RNA structure-based comparative genome analysis.
Sequence alignments were created through SHAPE-dependent pairwise comparisons, which were then combined into multiple sequence alignments [24]. Windowed linear regression analysis of SHAPE data was then used to define regions where structural conservation is implied by correlation of SHAPE reactivities. For these regions, consensus secondary structures were modeled using SHAPE- and sequence-dependent folding [50]. Consensus secondary structures were found for both HIV-1/SIVcpz and three-genome alignments. Base pairs that did not disagree between the two consensuses and that had a pairing probability greater than 95% were used to constrain a final model for HIV-1 using SHAPE-directed folding [29].
Fig 2.
SHAPE-structure dependent alignment.
(A) SHAPE-directed alignment over one 200-nt window in the RRE. Sequences are numbered relative to the HIV-1 RNA genome, with the transcription start site as +1. (B, C) Windowed linear regression statistics as a function of the HIV-1 (NL4-3) sequence, computed over 200-nt windows. Correlations of SHAPE values across the three-genome sequence alignment were evaluated by F-test (results shown as p-values; black); pairwise comparisons with HIV-1 were evaluated by t-test (results shown as p-values). The entire HIV-1 alignment is shown; RNA landmarks are given at the bottom of the figure.
Fig 3.
Secondary structure models for six structurally conserved elements in the 5' half of HIV-related RNA genomes.
Nucleotides are colored by HIV-1 SHAPE reactivities. Secondary structures are shown for the final constrained HIV-1 secondary structure model. Base pairs are colored by level of structural consensus; black base pairs appear only in constrained HIV-1 predictions. Positions of predicted elements are shown on the HIV-1 (NL4-3) genome; annotations indicate statistical dependence, known RNA elements, major splice sites, and protein reading frames.
Fig 4.
Secondary structure models for five structurally conserved elements in the 3' half of HIV-related RNA genomes.
Secondary structures are shown for the final constrained HIV-1 secondary structure model. Other figure annotations are described in the Fig 3 legend.
Fig 5.
Secondary structure models for RNA elements with prior well-established functions.

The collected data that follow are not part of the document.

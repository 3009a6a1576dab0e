use chrono::{DateTime, Utc};
use serde::{de::DeserializeOwned, Deserialize};

use crate::{
    domain::{ChatId, MessageId, MessageRef, UserId},
    errors::Error,
    Result,
};

/// Response envelope shared by every Bot API method.
#[derive(Clone, Debug, Deserialize)]
pub struct ApiEnvelope<T> {
    pub ok: bool,
    pub result: Option<T>,
    #[serde(default)]
    pub description: Option<String>,
    #[serde(default)]
    pub error_code: Option<u16>,
}

impl<T: DeserializeOwned> ApiEnvelope<T> {
    /// Unwrap `result`, treating `ok=false` as a protocol error.
    pub fn into_result(self, status: u16) -> Result<T> {
        if !self.ok {
            return Err(Error::Protocol {
                status: self.error_code.unwrap_or(status),
                description: self
                    .description
                    .unwrap_or_else(|| "request was not ok".to_string()),
            });
        }
        self.result
            .ok_or_else(|| Error::Decode("response has ok=true but no result".to_string()))
    }
}

/// Bot identity as returned by `getMe`.
#[derive(Clone, Debug, Default, PartialEq, Eq, Deserialize)]
pub struct BotUser {
    pub id: UserId,
    #[serde(default)]
    pub is_bot: bool,
    #[serde(default)]
    pub first_name: String,
    pub last_name: Option<String>,
    pub username: Option<String>,
    pub language_code: Option<String>,
    pub can_join_groups: Option<bool>,
    pub can_read_all_group_messages: Option<bool>,
    pub supports_inline_queries: Option<bool>,
}

impl BotUser {
    pub fn full_name(&self) -> String {
        display_name(&self.first_name, self.last_name.as_deref())
    }
}

/// A user as embedded in messages.
#[derive(Clone, Debug, Default, PartialEq, Eq, Deserialize)]
pub struct User {
    pub id: UserId,
    #[serde(default)]
    pub is_bot: bool,
    #[serde(default)]
    pub first_name: String,
    pub last_name: Option<String>,
    pub username: Option<String>,
}

impl User {
    pub fn full_name(&self) -> String {
        display_name(&self.first_name, self.last_name.as_deref())
    }
}

/// A chat as embedded in messages.
#[derive(Clone, Debug, Default, PartialEq, Eq, Deserialize)]
pub struct Chat {
    pub id: ChatId,
    #[serde(rename = "type", default)]
    pub kind: String,
    pub title: Option<String>,
    pub username: Option<String>,
}

/// Default member permissions of a chat (`getChat`).
#[derive(Clone, Debug, Default, PartialEq, Eq, Deserialize)]
pub struct ChatPermissions {
    pub can_send_messages: Option<bool>,
    pub can_send_media_messages: Option<bool>,
    pub can_send_audios: Option<bool>,
    pub can_send_documents: Option<bool>,
    pub can_send_photos: Option<bool>,
    pub can_send_videos: Option<bool>,
    pub can_send_video_notes: Option<bool>,
    pub can_send_voice_notes: Option<bool>,
    pub can_send_polls: Option<bool>,
    pub can_send_other_messages: Option<bool>,
    pub can_add_web_page_previews: Option<bool>,
    pub can_change_info: Option<bool>,
    pub can_invite_users: Option<bool>,
    pub can_pin_messages: Option<bool>,
    pub can_manage_topics: Option<bool>,
}

/// Full chat info as returned by `getChat`.
#[derive(Clone, Debug, Default, PartialEq, Eq, Deserialize)]
pub struct ChatInfo {
    pub id: ChatId,
    #[serde(rename = "type", default)]
    pub kind: String,
    pub title: Option<String>,
    pub username: Option<String>,
    pub first_name: Option<String>,
    pub invite_link: Option<String>,
    #[serde(default)]
    pub permissions: Option<ChatPermissions>,
    pub join_to_send_messages: Option<bool>,
    pub max_reaction_count: Option<u32>,
    pub accent_color_id: Option<u32>,
}

/// A message returned by send/edit methods.
#[derive(Clone, Debug, Default, PartialEq, Eq, Deserialize)]
pub struct Message {
    pub message_id: MessageId,
    #[serde(default)]
    pub date: i64,
    #[serde(default)]
    pub chat: Chat,
    pub from: Option<User>,
    pub text: Option<String>,
    pub caption: Option<String>,
}

impl Message {
    pub fn message_ref(&self) -> MessageRef {
        MessageRef {
            chat_id: self.chat.id,
            message_id: self.message_id,
        }
    }

    pub fn sent_at(&self) -> Option<DateTime<Utc>> {
        DateTime::<Utc>::from_timestamp(self.date, 0)
    }
}

/// `editMessageText` returns the edited message, or `true` for inline messages.
#[derive(Clone, Debug, PartialEq, Eq, Deserialize)]
#[serde(untagged)]
pub enum EditedMessage {
    Message(Box<Message>),
    Inline(bool),
}

pub(crate) fn display_name(first: &str, last: Option<&str>) -> String {
    format!("{} {}", first, last.unwrap_or("")).trim().to_string()
}
//! Telegram Bot API adapter.
//!
//! [`TelegramApi`] implements the `tbot-core` [`BotApi`] port over HTTPS with a
//! lazily opened, reusable `reqwest` session. On top of it sit the dispatch
//! tables ([`handlers`]), the per-update contexts ([`context`]), the poll loop
//! ([`router`]) and the [`Bot`] facade.

use std::time::Duration;

use async_trait::async_trait;
use reqwest::{
    multipart::{Form, Part},
    RequestBuilder,
};
use serde::{de::DeserializeOwned, Serialize};
use serde_json::json;
use tokio::sync::Mutex;

pub mod bot;
pub mod context;
pub mod handlers;
pub mod router;

#[cfg(test)]
pub(crate) mod testing;

pub use bot::Bot;
pub use context::{CallbackContext, MessageContext};
pub use handlers::{CallbackHandler, CommandHandler, HandlerResult};

use tbot_core::{
    config::{Config, DEFAULT_API_URL},
    domain::{ChatId, MessageRef, UpdateId},
    errors::Error,
    messaging::{
        port::BotApi,
        types::{EditMessageText, PhotoSource, SendMessage, SendPhoto},
    },
    model::types::{ApiEnvelope, BotUser, ChatInfo, EditedMessage, Message},
    ApiFailure, ApiResult, Result,
};

const DEFAULT_TIMEOUT: Duration = Duration::from_secs(30);

/// HTTPS session against `<base>/bot<TOKEN>/<method>`.
///
/// The `reqwest` client is created on first use (or on [`BotApi::open`]) and
/// dropped by [`BotApi::close`]; both are idempotent.
pub struct TelegramApi {
    token: String,
    base_url: String,
    timeout: Duration,
    session: Mutex<Option<reqwest::Client>>,
}

impl std::fmt::Debug for TelegramApi {
    fn fmt(&self, f: &mut std::fmt::Formatter<'_>) -> std::fmt::Result {
        f.debug_struct("TelegramApi")
            .field("base_url", &self.base_url)
            .field("timeout", &self.timeout)
            .finish_non_exhaustive()
    }
}

impl TelegramApi {
    pub fn new(token: impl Into<String>) -> Self {
        Self {
            token: token.into(),
            base_url: DEFAULT_API_URL.to_string(),
            timeout: DEFAULT_TIMEOUT,
            session: Mutex::new(None),
        }
    }

    pub fn from_config(cfg: &Config) -> Self {
        Self::new(cfg.bot_token.clone())
            .with_base_url(&cfg.api_url)
            .with_timeout(cfg.request_timeout)
    }

    /// Point the session at another API host (local Bot API server, mock server).
    pub fn with_base_url(mut self, base_url: &str) -> Self {
        self.base_url = base_url.trim_end_matches('/').to_string();
        self
    }

    pub fn with_timeout(mut self, timeout: Duration) -> Self {
        self.timeout = timeout;
        self
    }

    pub fn method_url(&self, method: &str) -> String {
        format!("{}/bot{}/{method}", self.base_url, self.token)
    }

    pub async fn is_open(&self) -> bool {
        self.session.lock().await.is_some()
    }

    async fn session(&self) -> Result<reqwest::Client> {
        let mut guard = self.session.lock().await;
        if let Some(client) = guard.as_ref() {
            return Ok(client.clone());
        }

        let client = reqwest::Client::builder()
            .use_rustls_tls()
            .timeout(self.timeout)
            .build()
            .map_err(|e| Error::Transport(format!("failed to build http client: {e}")))?;
        *guard = Some(client.clone());
        tracing::debug!(base_url = %self.base_url, "bot api session opened");
        Ok(client)
    }

    async fn get<T: DeserializeOwned>(&self, method: &str, query: &[(&str, String)]) -> Result<T> {
        let http = self.session().await?;
        let req = http.get(self.method_url(method)).query(query);
        self.execute(method, req).await
    }

    async fn post_json<B, T>(&self, method: &str, body: &B) -> Result<T>
    where
        B: Serialize + ?Sized,
        T: DeserializeOwned,
    {
        let http = self.session().await?;
        let req = http.post(self.method_url(method)).json(body);
        self.execute(method, req).await
    }

    async fn post_query<T: DeserializeOwned>(
        &self,
        method: &str,
        query: &[(&str, &str)],
    ) -> Result<T> {
        let http = self.session().await?;
        let req = http.post(self.method_url(method)).query(query);
        self.execute(method, req).await
    }

    async fn post_form<T: DeserializeOwned>(&self, method: &str, form: Form) -> Result<T> {
        let http = self.session().await?;
        let req = http.post(self.method_url(method)).multipart(form);
        self.execute(method, req).await
    }

    async fn execute<T: DeserializeOwned>(&self, method: &str, req: RequestBuilder) -> Result<T> {
        let resp = req
            .send()
            .await
            .map_err(|e| Error::Transport(format!("{method}: {e}")))?;

        let status = resp.status();
        let body = resp
            .text()
            .await
            .map_err(|e| Error::Transport(format!("{method}: failed to read body: {e}")))?;

        if !status.is_success() {
            let description = serde_json::from_str::<ApiEnvelope<serde_json::Value>>(&body)
                .ok()
                .and_then(|env| env.description)
                .unwrap_or_else(|| body.chars().take(200).collect());
            return Err(Error::Protocol {
                status: status.as_u16(),
                description,
            });
        }

        let envelope: ApiEnvelope<T> = serde_json::from_str(&body)
            .map_err(|e| Error::Decode(format!("{method}: {e}")))?;
        envelope.into_result(status.as_u16())
    }

    async fn photo_form(req: SendPhoto) -> Result<Form> {
        let mut form = Form::new().text("chat_id", req.chat_id.0.to_string());

        form = match req.photo {
            PhotoSource::File(path) => {
                let bytes = tokio::fs::read(&path).await.map_err(|e| {
                    if e.kind() == std::io::ErrorKind::NotFound {
                        Error::FileNotFound(path.clone())
                    } else {
                        Error::Io(e)
                    }
                })?;
                let file_name = path
                    .file_name()
                    .and_then(|s| s.to_str())
                    .unwrap_or("photo.jpg")
                    .to_string();
                form.part("photo", Part::bytes(bytes).file_name(file_name))
            }
            PhotoSource::Remote(url) => form.text("photo", url),
        };

        form = form.text("parse_mode", req.parse_mode.as_str());
        if let Some(caption) = req.caption {
            form = form.text("caption", caption);
        }
        if let Some(markup) = req.reply_markup {
            form = form.text("reply_markup", markup.to_json());
        }
        if let Some(reply_to) = req.reply_to_message_id {
            form = form.text("reply_to_message_id", reply_to.0.to_string());
        }
        Ok(form)
    }
}

fn failure(method: &str, e: Error) -> ApiFailure {
    tracing::error!(method, error = %e, "bot api call failed");
    e.into()
}

#[async_trait]
impl BotApi for TelegramApi {
    async fn open(&self) -> ApiResult<()> {
        self.session()
            .await
            .map(|_| ())
            .map_err(|e| failure("open", e))
    }

    async fn close(&self) {
        if self.session.lock().await.take().is_some() {
            tracing::debug!("bot api session closed");
        }
    }

    async fn get_updates(&self, offset: UpdateId) -> ApiResult<Vec<serde_json::Value>> {
        self.get("getUpdates", &[("offset", offset.0.to_string())])
            .await
            .map_err(|e| failure("getUpdates", e))
    }

    async fn get_me(&self) -> ApiResult<BotUser> {
        self.get("getMe", &[])
            .await
            .map_err(|e| failure("getMe", e))
    }

    async fn send_message(&self, req: SendMessage) -> ApiResult<Message> {
        let msg: Message = self
            .post_json("sendMessage", &req)
            .await
            .map_err(|e| failure("sendMessage", e))?;
        tracing::info!(
            chat_id = req.chat_id.0,
            message_id = msg.message_id.0,
            "message sent"
        );
        Ok(msg)
    }

    async fn send_photo(&self, req: SendPhoto) -> ApiResult<Message> {
        let chat_id = req.chat_id;
        let form = Self::photo_form(req)
            .await
            .map_err(|e| failure("sendPhoto", e))?;
        let msg: Message = self
            .post_form("sendPhoto", form)
            .await
            .map_err(|e| failure("sendPhoto", e))?;
        tracing::info!(
            chat_id = chat_id.0,
            message_id = msg.message_id.0,
            "photo sent"
        );
        Ok(msg)
    }

    async fn get_chat(&self, chat_id: ChatId) -> ApiResult<ChatInfo> {
        self.post_json("getChat", &json!({ "chat_id": chat_id }))
            .await
            .map_err(|e| failure("getChat", e))
    }

    async fn edit_message_text(&self, req: EditMessageText) -> ApiResult<EditedMessage> {
        self.post_json("editMessageText", &req)
            .await
            .map_err(|e| failure("editMessageText", e))
    }

    async fn delete_message(&self, msg: MessageRef) -> ApiResult<bool> {
        let body = json!({ "chat_id": msg.chat_id, "message_id": msg.message_id });
        self.post_json("deleteMessage", &body)
            .await
            .map_err(|e| failure("deleteMessage", e))
    }

    async fn delete_webhook(&self, drop_pending_updates: bool) -> ApiResult<bool> {
        let flag = if drop_pending_updates { "true" } else { "false" };
        self.post_query("deleteWebhook", &[("drop_pending_updates", flag)])
            .await
            .map_err(|e| failure("deleteWebhook", e))
    }

    async fn answer_callback_query(
        &self,
        callback_id: &str,
        text: Option<&str>,
    ) -> ApiResult<bool> {
        let mut body = json!({ "callback_query_id": callback_id });
        if let Some(t) = text {
            body["text"] = json!(t);
        }
        self.post_json("answerCallbackQuery", &body)
            .await
            .map_err(|e| failure("answerCallbackQuery", e))
    }
}
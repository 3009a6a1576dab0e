use std::{collections::HashMap, sync::Arc};

use tbot_core::{messaging::port::BotApi, update::IncomingCallback};

use super::{CallbackHandler, Dispatch};
use crate::context::CallbackContext;

/// Inline-button dispatch table keyed by the exact callback payload.
#[derive(Default)]
pub struct CallbackTable {
    exact: HashMap<String, Arc<dyn CallbackHandler>>,
    fallback: Option<Arc<dyn CallbackHandler>>,
}

impl CallbackTable {
    pub fn new() -> Self {
        Self::default()
    }

    /// `None` registers the default handler.
    pub fn register<H: CallbackHandler>(&mut self, data: Option<&str>, handler: H) {
        let handler: Arc<dyn CallbackHandler> = Arc::new(handler);
        match data {
            Some(key) => {
                if self.exact.insert(key.to_string(), handler).is_some() {
                    tracing::warn!(data = key, "callback handler replaced");
                }
            }
            None => {
                if self.fallback.replace(handler).is_some() {
                    tracing::warn!("default callback handler replaced");
                }
            }
        }
    }

    pub fn contains(&self, data: &str) -> bool {
        self.exact.contains_key(data)
    }

    pub fn has_default(&self) -> bool {
        self.fallback.is_some()
    }

    pub fn len(&self) -> usize {
        self.exact.len()
    }

    pub fn is_empty(&self) -> bool {
        self.exact.is_empty() && self.fallback.is_none()
    }

    pub async fn dispatch(&self, callback: IncomingCallback, api: Arc<dyn BotApi>) -> Dispatch {
        let exact = callback
            .data
            .as_deref()
            .and_then(|d| self.exact.get(d).map(|h| (h.clone(), d.to_string())));
        let (handler, outcome) = match exact {
            Some((h, key)) => (h, Dispatch::Exact(key)),
            None => match &self.fallback {
                Some(h) => (h.clone(), Dispatch::Fallback),
                None => {
                    tracing::debug!(
                        callback_id = %callback.id,
                        data = ?callback.data,
                        "no callback handler"
                    );
                    return Dispatch::Unhandled;
                }
            },
        };

        let callback_id = callback.id.clone();
        if let Err(e) = handler.handle(CallbackContext::new(callback, api)).await {
            tracing::warn!(callback_id = %callback_id, error = %e, "callback handler failed");
        }
        outcome
    }
}
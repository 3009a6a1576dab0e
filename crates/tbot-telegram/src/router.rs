//! Long-poll loop: fetch, route, advance the offset, sleep.

use std::{sync::Arc, time::Duration};

use serde_json::Value;
use tokio_util::sync::CancellationToken;

use tbot_core::{
    config::CallbackBatchPolicy,
    domain::UpdateId,
    messaging::port::BotApi,
    update::{parse_update, peek_update_id, UpdateKind},
    ApiResult,
};

use crate::handlers::{CallbackTable, CommandTable};

/// Counters for one routed batch.
#[derive(Clone, Copy, Debug, Default, PartialEq, Eq)]
pub struct BatchReport {
    pub received: usize,
    pub messages: usize,
    pub callbacks: usize,
    pub unknown: usize,
    pub dead_lettered: usize,
    /// Left for the next cycle by [`CallbackBatchPolicy::StopAfterCallback`].
    pub deferred: usize,
}

/// Owns the offset cursor and both dispatch tables.
pub struct Router {
    api: Arc<dyn BotApi>,
    commands: CommandTable,
    callbacks: CallbackTable,
    policy: CallbackBatchPolicy,
    offset: UpdateId,
}

impl Router {
    pub fn new(
        api: Arc<dyn BotApi>,
        commands: CommandTable,
        callbacks: CallbackTable,
        policy: CallbackBatchPolicy,
    ) -> Self {
        Self {
            api,
            commands,
            callbacks,
            policy,
            offset: UpdateId::default(),
        }
    }

    /// Id of the next update to request.
    pub fn offset(&self) -> UpdateId {
        self.offset
    }

    pub fn api(&self) -> &Arc<dyn BotApi> {
        &self.api
    }

    fn advance(&mut self, id: UpdateId) {
        self.offset = self.offset.max(id.next());
    }

    /// One fetch-and-route cycle without the sleep.
    pub async fn poll_once(&mut self) -> ApiResult<BatchReport> {
        let batch = self.api.get_updates(self.offset).await?;
        Ok(self.route_batch(batch).await)
    }

    /// Route a fetched batch in order, advancing the offset per update.
    pub async fn route_batch(&mut self, batch: Vec<Value>) -> BatchReport {
        let mut report = BatchReport {
            received: batch.len(),
            ..BatchReport::default()
        };

        for (idx, raw) in batch.iter().enumerate() {
            let update = match parse_update(raw) {
                Ok(u) => u,
                Err(e) => {
                    report.dead_lettered += 1;
                    let update_id = peek_update_id(raw);
                    tracing::warn!(
                        update_id = ?update_id.map(|u| u.0),
                        error = %e,
                        "dead-lettered update"
                    );
                    if let Some(id) = update_id {
                        self.advance(id);
                    }
                    continue;
                }
            };

            match update.kind {
                UpdateKind::Message(message) => {
                    report.messages += 1;
                    self.advance(update.id);
                    self.commands.dispatch(message, self.api.clone()).await;
                }
                UpdateKind::Callback(callback) => {
                    report.callbacks += 1;
                    self.callbacks.dispatch(callback, self.api.clone()).await;
                    self.advance(update.id);
                    if self.policy == CallbackBatchPolicy::StopAfterCallback {
                        report.deferred = batch.len() - idx - 1;
                        if report.deferred > 0 {
                            tracing::debug!(
                                deferred = report.deferred,
                                "stopping batch after callback"
                            );
                        }
                        break;
                    }
                }
                UpdateKind::Unknown(kind) => {
                    report.unknown += 1;
                    tracing::debug!(
                        update_id = update.id.0,
                        kind = %kind,
                        "skipping unsupported update"
                    );
                    self.advance(update.id);
                }
            }
        }

        report
    }
}

/// Poll until `cancel` fires, then close the transport session.
///
/// Cancellation is observed while fetching and while sleeping; a handler that
/// is already running finishes first.
pub async fn run_polling(router: &mut Router, interval: Duration, cancel: &CancellationToken) {
    let api = router.api.clone();
    if let Err(e) = api.open().await {
        tracing::error!(error = %e.error, "failed to open session; will retry on first request");
    }

    loop {
        let fetched = tokio::select! {
            biased;
            _ = cancel.cancelled() => break,
            res = api.get_updates(router.offset) => res,
        };

        match fetched {
            Ok(batch) if batch.is_empty() => {}
            Ok(batch) => {
                let report = router.route_batch(batch).await;
                tracing::debug!(?report, offset = router.offset.0, "batch routed");
            }
            Err(e) => {
                tracing::error!(offset = router.offset.0, error = %e.error, "getUpdates failed");
            }
        }

        tokio::select! {
            biased;
            _ = cancel.cancelled() => break,
            _ = tokio::time::sleep(interval) => {}
        }
    }

    api.close().await;
    tracing::info!(offset = router.offset.0, "poll stopped");
}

Secondary structures correspond to the final, fully automated constrained HIV-1 prediction. Other figure annotations are described in the Fig 3 legend.
Fig 6.
Novel conserved, likely functional, elements in the final HIV-1 structure model.
(A) Structural elements located near protein-protein junctions. Protein domain junctions are labeled. (B) Conserved structural elements with the potential to form long (>20 bp) helical stacks. (C) Conserved structure at the A1 splice site, described in Pollom et al., recapitulated in this work [11].
Fig 7.
Consensus structures for the cPPT and PPT elements.
(A) cPPT and PPT sequences and SHAPE reactivities. The six sequences correspond to two elements from each of three genomes. Regions with consistently low or high SHAPE reactivities are highlighted by shading. (B) Structure models for cPPT- and PPT-containing elements in the final HIV-1 model.